Saved entries
=== Begin Enclosure ===
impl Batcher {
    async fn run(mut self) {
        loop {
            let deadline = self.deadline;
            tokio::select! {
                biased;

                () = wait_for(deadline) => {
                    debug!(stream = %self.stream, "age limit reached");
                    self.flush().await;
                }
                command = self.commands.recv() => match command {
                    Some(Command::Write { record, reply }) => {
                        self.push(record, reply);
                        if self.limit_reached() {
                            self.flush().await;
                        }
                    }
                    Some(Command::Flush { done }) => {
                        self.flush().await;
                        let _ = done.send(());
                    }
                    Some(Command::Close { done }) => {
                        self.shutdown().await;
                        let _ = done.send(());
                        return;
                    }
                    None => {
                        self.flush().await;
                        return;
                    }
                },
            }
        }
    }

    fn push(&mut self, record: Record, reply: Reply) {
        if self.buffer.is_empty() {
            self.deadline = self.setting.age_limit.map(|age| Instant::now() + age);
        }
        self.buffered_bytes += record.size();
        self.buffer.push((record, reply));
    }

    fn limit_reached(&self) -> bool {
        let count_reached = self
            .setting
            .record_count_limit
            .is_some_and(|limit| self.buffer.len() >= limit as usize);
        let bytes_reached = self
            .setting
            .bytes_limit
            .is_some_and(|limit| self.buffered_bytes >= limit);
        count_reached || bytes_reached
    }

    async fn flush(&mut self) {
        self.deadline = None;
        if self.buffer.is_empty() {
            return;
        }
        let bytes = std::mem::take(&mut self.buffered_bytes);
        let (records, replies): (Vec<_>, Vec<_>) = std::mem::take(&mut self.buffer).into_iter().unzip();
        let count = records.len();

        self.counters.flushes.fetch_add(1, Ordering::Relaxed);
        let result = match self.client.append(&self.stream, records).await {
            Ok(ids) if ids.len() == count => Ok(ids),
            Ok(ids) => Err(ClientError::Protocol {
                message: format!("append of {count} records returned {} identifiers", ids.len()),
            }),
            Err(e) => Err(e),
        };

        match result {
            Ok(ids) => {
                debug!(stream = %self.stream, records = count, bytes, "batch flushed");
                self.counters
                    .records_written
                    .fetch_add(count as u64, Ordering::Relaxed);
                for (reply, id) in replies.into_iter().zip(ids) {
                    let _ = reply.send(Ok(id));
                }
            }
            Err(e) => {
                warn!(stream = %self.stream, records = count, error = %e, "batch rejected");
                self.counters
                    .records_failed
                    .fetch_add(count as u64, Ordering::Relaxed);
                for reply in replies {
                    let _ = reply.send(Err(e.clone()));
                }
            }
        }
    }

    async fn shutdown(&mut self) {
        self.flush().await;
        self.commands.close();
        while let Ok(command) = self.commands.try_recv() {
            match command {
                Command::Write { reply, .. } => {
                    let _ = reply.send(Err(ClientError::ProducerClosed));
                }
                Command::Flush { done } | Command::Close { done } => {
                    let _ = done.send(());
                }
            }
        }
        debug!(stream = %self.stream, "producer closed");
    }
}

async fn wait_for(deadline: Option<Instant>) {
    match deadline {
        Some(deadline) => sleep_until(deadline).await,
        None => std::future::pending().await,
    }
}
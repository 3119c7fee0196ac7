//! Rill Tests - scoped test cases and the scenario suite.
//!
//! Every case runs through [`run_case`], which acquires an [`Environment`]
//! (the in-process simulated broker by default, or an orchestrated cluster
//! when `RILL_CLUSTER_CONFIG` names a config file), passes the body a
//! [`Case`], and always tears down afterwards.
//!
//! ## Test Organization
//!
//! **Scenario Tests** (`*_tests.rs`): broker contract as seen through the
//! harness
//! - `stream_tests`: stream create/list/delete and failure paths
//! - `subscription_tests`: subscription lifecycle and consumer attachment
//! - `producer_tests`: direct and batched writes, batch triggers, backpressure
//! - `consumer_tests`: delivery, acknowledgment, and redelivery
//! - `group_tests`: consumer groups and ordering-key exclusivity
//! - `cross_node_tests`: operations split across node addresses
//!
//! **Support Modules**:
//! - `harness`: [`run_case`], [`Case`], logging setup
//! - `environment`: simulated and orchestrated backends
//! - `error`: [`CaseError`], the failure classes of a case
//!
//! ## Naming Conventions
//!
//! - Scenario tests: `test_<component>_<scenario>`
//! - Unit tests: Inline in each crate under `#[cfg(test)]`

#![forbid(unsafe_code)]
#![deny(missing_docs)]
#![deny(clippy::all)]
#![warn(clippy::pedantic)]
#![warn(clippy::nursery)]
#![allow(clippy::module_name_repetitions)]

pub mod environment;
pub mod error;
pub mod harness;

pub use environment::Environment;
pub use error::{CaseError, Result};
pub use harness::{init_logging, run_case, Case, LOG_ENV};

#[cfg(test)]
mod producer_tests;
=== End Enclosure ===
**What you have to do**
Find the lines in the records that contain the word "orchestrated", then copy every one of them.

**Task solution**
//! (the in-process simulated broker by default, or an orchestrated cluster
//! - `environment`: simulated and orchestrated backends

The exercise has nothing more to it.